◆ **PROBLEM DETAILS**: Which lines of the records contain "conflict"? Collect every one of them.
....
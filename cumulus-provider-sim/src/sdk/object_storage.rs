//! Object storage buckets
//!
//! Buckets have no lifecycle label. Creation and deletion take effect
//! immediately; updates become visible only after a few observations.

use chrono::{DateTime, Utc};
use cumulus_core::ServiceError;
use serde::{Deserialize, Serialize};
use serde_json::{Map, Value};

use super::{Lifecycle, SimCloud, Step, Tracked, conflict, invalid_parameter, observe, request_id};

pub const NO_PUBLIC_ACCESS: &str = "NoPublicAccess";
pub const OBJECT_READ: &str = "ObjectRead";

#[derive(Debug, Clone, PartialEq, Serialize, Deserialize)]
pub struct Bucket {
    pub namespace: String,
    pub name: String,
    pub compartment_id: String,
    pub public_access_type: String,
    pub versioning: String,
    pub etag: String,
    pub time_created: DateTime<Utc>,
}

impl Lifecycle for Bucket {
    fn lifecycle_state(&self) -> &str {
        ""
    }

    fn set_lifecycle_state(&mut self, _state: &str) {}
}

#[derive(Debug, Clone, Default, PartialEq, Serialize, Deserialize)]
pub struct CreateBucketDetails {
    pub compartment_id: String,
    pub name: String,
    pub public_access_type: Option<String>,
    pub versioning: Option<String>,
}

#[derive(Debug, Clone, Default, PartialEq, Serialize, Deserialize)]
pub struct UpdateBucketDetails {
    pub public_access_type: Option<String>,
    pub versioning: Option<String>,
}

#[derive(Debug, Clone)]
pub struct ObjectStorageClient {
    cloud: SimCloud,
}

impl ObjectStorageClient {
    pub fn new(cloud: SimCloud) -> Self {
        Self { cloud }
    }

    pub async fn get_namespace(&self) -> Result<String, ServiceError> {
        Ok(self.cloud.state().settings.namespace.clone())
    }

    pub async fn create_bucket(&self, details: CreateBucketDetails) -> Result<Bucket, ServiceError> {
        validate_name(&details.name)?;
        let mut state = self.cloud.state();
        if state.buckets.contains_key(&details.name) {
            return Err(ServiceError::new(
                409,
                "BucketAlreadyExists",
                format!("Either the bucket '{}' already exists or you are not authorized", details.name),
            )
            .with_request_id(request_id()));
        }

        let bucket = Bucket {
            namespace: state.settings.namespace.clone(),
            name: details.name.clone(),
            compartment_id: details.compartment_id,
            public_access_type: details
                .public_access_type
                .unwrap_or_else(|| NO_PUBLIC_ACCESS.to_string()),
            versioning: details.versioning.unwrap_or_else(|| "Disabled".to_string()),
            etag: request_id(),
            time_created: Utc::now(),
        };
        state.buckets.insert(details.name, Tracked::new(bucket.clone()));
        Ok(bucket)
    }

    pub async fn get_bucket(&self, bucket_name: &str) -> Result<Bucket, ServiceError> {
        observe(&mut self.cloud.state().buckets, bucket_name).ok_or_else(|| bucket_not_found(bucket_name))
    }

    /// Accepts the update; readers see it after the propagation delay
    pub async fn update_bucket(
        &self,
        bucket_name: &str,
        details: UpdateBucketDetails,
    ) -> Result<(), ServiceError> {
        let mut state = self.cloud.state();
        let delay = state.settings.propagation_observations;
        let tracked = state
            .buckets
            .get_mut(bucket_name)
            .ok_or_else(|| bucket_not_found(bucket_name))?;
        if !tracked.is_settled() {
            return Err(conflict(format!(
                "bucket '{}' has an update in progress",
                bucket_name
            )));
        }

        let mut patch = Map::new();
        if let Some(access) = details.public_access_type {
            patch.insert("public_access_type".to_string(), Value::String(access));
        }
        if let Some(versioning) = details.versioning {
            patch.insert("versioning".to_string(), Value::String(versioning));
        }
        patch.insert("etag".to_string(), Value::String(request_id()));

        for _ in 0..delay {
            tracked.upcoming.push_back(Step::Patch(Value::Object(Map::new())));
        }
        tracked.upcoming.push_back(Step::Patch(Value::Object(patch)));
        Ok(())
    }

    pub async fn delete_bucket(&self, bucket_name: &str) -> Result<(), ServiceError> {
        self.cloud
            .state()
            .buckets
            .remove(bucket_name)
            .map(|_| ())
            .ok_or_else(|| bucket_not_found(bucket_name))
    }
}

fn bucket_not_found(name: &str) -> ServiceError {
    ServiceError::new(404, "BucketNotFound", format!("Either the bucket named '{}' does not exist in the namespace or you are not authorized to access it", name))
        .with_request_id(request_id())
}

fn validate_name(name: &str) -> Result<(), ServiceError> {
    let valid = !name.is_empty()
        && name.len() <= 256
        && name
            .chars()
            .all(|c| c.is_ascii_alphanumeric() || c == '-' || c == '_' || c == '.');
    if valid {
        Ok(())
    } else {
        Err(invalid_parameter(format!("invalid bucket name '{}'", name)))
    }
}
....
◆ **EXERCISE RESPONSE**:
use super::{Lifecycle, SimCloud, Step, Tracked, conflict, invalid_parameter, observe, request_id};
            return Err(conflict(format!(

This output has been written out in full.